Apesar disso, os impactos estão sendo discutidos em termos econômicos, seja pela constante repetição de acidentes semelhantes que terminam se escondendo no princípio do poluidor-pagador (que parte do pressuposto de que danos ambientais podem ser quantificados e monetizados), seja por um Direito do Trabalho que atualmente legitima que o valor dos indivíduos seja mensurado pela mesma medida em que sua mão de obra é remunerada.

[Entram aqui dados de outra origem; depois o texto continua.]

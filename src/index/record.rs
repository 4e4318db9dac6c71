//! The persisted audit-trail entry for one processed URL.
//!
//! Every URL dequeued from the frontier produces exactly one record in
//! the crawl's JSONL index; records are append-only and immutable once
//! written.

use serde::{Deserialize, Serialize};

use crate::utils::constants::MAX_ERROR_MESSAGE_CHARS;

/// Terminal classification of one fetch attempt.
#[derive(Debug, Clone, Copy, PartialEq, Eq, Serialize, Deserialize)]
#[serde(rename_all = "snake_case")]
pub enum FetchStatus {
    /// Content saved, hash computed.
    Success,
    /// Target file exists and overwrite was not requested.
    Skipped,
    /// URL's host fell outside the start domain at processing time.
    SkippedDomain,
    /// Transport failure: timeout, DNS error, non-2xx status, reset.
    FailedRequest,
    /// Disallowed by the origin's robots.txt.
    FailedRobotstxt,
    /// Target resolved to a private or internal address.
    FailedSsrf,
    /// Content looked like a login/paywall page; not retriable.
    FailedPaywall,
    /// Path computation or validation failed before any fetch.
    FailedPrecheck,
    /// Programming-invariant violation; indicates a bug, crawl continues.
    FailedInternal,
}

impl FetchStatus {
    /// Whether this outcome produced usable content on disk.
    #[must_use]
    pub fn is_success(self) -> bool {
        matches!(self, Self::Success)
    }
}

/// One line of the JSONL index.
#[derive(Debug, Clone, PartialEq, Serialize, Deserialize)]
pub struct IndexRecord {
    /// The URL as encountered, pre-canonicalization.
    pub original_url: String,
    /// Normalized form; the deduplication key.
    pub canonical_url: String,
    /// Absolute path to saved content; empty when no file was produced.
    pub local_path: String,
    /// Hex MD5 of the fetched bytes; present only on success.
    pub content_md5: Option<String>,
    pub fetch_status: FetchStatus,
    /// Transport-level status code, when one was obtained.
    pub http_status: Option<u16>,
    /// Truncated error description for failed outcomes.
    pub error_message: Option<String>,
}

impl IndexRecord {
    /// Start a record for a URL; status and result fields are filled in
    /// as processing advances.
    #[must_use]
    pub fn new(
        original_url: impl Into<String>,
        canonical_url: impl Into<String>,
        fetch_status: FetchStatus,
    ) -> Self {
        Self {
            original_url: original_url.into(),
            canonical_url: canonical_url.into(),
            local_path: String::new(),
            content_md5: None,
            fetch_status,
            http_status: None,
            error_message: None,
        }
    }

    #[must_use]
    pub fn with_local_path(mut self, path: impl Into<String>) -> Self {
        self.local_path = path.into();
        self
    }

    #[must_use]
    pub fn with_content_md5(mut self, md5_hex: impl Into<String>) -> Self {
        self.content_md5 = Some(md5_hex.into());
        self
    }

    #[must_use]
    pub fn with_http_status(mut self, status: Option<u16>) -> Self {
        self.http_status = status;
        self
    }

    /// Attach an error message, truncated to the configured bound.
    #[must_use]
    pub fn with_error_message(mut self, message: impl Into<String>) -> Self {
        self.error_message = Some(truncate_chars(&message.into(), MAX_ERROR_MESSAGE_CHARS));
        self
    }
}

fn truncate_chars(s: &str, max_chars: usize) -> String {
    if s.chars().count() <= max_chars {
        return s.to_string();
    }
    s.chars().take(max_chars).collect()
}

Assim, as vidas perdidas na recente tragédia da Vale S.A. foram já quantificadas e antecipadas por regras resultantes da reforma trabalhista, vigente desde novembro/2017, que limitam a indenização das vítimas por danos morais, quando trabalhadoras, a cinquenta vezes o seu salário.

Além disso, quando o direito não faz distinções, a construção do mito se faz pela atuação de suas instituições. É nesse contexto que a universalidade dos Direitos Humanos e os compromissos dos quais o Brasil faz parte vêm igualmente sendo relativizados, seja pela invisibilidade dos indivíduos perante tais marcos normativos, seja pela recusa em reconhece-los como sujeitos de direitos.

O artigo 25 do Pacto Internacional dos Direitos Civis e Políticos protege o direito de todos os indivíduos de exercerem seus direitos políticos, participando na direção de assuntos públicos, direta ou indiretamente, por meio de representantes livremente eleitos. Reconhece, ainda, o direito de o ser humano votar e ser eleito, em eleições periódicas, autênticas, garantidos o sufrágio universal e o voto secreto, além de ter acesso em condições de igualdade às funções públicas de seu país.

Foi esse dispositivo a base para levar a demanda de Lula ao Comitê para reivindicar que pudesse participar das eleições, com o registro de sua candidatura, e na propaganda eleitoral, até que fosse eventualmente condenado sem que caiba qualquer outro recurso.

No entanto, como bem sintetizou Frei Betto, "apertam cada vez mais as algemas de Lula". Mais uma vez, trata-se da metáfora de um Estado que, sob o argumento de proteger os indivíduos deles mesmos, trata de maneira desigual as(os) desiguais, mas para acirrar-lhes as discrepâncias.

Ao falar sobre a recente negativa do direito de o ex-presidente ir ao velório de seu irmão, Genival Inácio da Silva (Vavá), o filósofo salientou que se trata de "uma medida draconiana de quem legisla com o fígado". A reflexão feita por Frei Betto, quando analisamos as razões levantadas pela juíza Carolina Lebbos, a qual argumentou que a decisão se justificava, pois "impõe-se a preservação da segurança pública e da integridade física do próprio preso", provoca-nos a pensar sobre que Estado e que Direito nos regem atualmente.

Quando Hannah Arendt seguiu de perto o julgamento de Adolph Eichmann, um dos principais responsáveis por conduzir e sustentar o regime de alocação e execução do povo judeu nos campos de concentração nazistas, ela ressaltou que, para sua surpresa, o alemão era um mero burocrata, que queria ascender na sua carreira de oficial. Assim, ela falou sobre a "Banalidade do Mal" (1963), chamando nossa atenção para o fato de que ele não parecia um sádico, e o comportamento do agente não era percebido por ele como cruel ou perverso. Eichmann, como agente do Estado alemão, agia sem perceber o que estava fazendo, mas movido por uma imensa "incapacidade de pensar do ponto de vista de outra pessoa".

Será que é pouco razoável que nós, como cidadã(o)s, esperemos de representantes, de agentes do poder público, incluindo membra(o)s do Executivo, do Legislativo e do Judiciário que ajam para além da burocracia utilitarista caso seja essa a justificativa para a reprodução das inequidades entre seus indivíduos? Se, no melhor dos cenários, acreditarmos que esses e essas burocratas creem veementemente que estão agindo de acordo com a lei ou em respeito às instituições, ainda assim, não existem escusas para uma constatação: o Brasil não somente vive, mas institucionaliza, a banalidade do mal enquanto a reveste de Estado de Direito. Não precisamos de (mais) mártires que nascem às margens do excepcionalismo de suas normas e agentes, mas de cidadã(o)s por eles legitimada(o)s.